> _Exercise data_
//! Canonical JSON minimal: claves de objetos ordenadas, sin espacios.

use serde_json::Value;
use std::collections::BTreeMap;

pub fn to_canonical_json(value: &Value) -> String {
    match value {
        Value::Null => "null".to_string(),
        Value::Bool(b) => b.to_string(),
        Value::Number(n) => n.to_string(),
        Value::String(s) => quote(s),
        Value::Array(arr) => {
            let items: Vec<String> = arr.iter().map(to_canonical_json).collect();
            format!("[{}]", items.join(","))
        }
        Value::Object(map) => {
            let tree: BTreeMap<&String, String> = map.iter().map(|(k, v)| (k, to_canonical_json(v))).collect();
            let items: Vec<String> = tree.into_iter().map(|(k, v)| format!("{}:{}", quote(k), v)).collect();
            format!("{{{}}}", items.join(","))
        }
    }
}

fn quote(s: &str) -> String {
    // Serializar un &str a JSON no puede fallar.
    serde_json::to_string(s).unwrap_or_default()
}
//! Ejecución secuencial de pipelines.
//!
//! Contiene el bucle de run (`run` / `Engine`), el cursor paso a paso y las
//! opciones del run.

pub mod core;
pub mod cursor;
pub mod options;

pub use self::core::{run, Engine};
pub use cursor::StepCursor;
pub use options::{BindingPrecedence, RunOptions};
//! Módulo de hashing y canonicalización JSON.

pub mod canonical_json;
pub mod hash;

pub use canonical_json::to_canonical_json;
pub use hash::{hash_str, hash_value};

* * *

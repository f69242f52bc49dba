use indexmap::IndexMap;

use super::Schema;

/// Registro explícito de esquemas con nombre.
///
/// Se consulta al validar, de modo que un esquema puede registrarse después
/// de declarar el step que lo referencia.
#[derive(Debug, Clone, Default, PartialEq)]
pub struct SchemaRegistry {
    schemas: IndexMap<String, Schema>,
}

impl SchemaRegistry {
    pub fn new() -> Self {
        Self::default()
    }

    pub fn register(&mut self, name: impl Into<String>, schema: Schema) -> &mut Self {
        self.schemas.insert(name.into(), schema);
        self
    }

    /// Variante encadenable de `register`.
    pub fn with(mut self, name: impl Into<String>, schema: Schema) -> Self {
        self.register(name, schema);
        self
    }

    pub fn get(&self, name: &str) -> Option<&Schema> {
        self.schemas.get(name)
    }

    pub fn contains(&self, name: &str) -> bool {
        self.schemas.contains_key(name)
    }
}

> _Your goal_
Go through the listing above and write out exactly the lines starting with the one holding "ordenadas, sin espacios." and running through the one holding "no puede fallar.", ends included, and no others.

> _Task solution_
//! Canonical JSON minimal: claves de objetos ordenadas, sin espacios.

use serde_json::Value;
use std::collections::BTreeMap;

pub fn to_canonical_json(value: &Value) -> String {
    match value {
        Value::Null => "null".to_string(),
        Value::Bool(b) => b.to_string(),
        Value::Number(n) => n.to_string(),
        Value::String(s) => quote(s),
        Value::Array(arr) => {
            let items: Vec<String> = arr.iter().map(to_canonical_json).collect();
            format!("[{}]", items.join(","))
        }
        Value::Object(map) => {
            let tree: BTreeMap<&String, String> = map.iter().map(|(k, v)| (k, to_canonical_json(v))).collect();
            let items: Vec<String> = tree.into_iter().map(|(k, v)| format!("{}:{}", quote(k), v)).collect();
            format!("{{{}}}", items.join(","))
        }
    }
}

fn quote(s: &str) -> String {
    // Serializar un &str a JSON no puede fallar.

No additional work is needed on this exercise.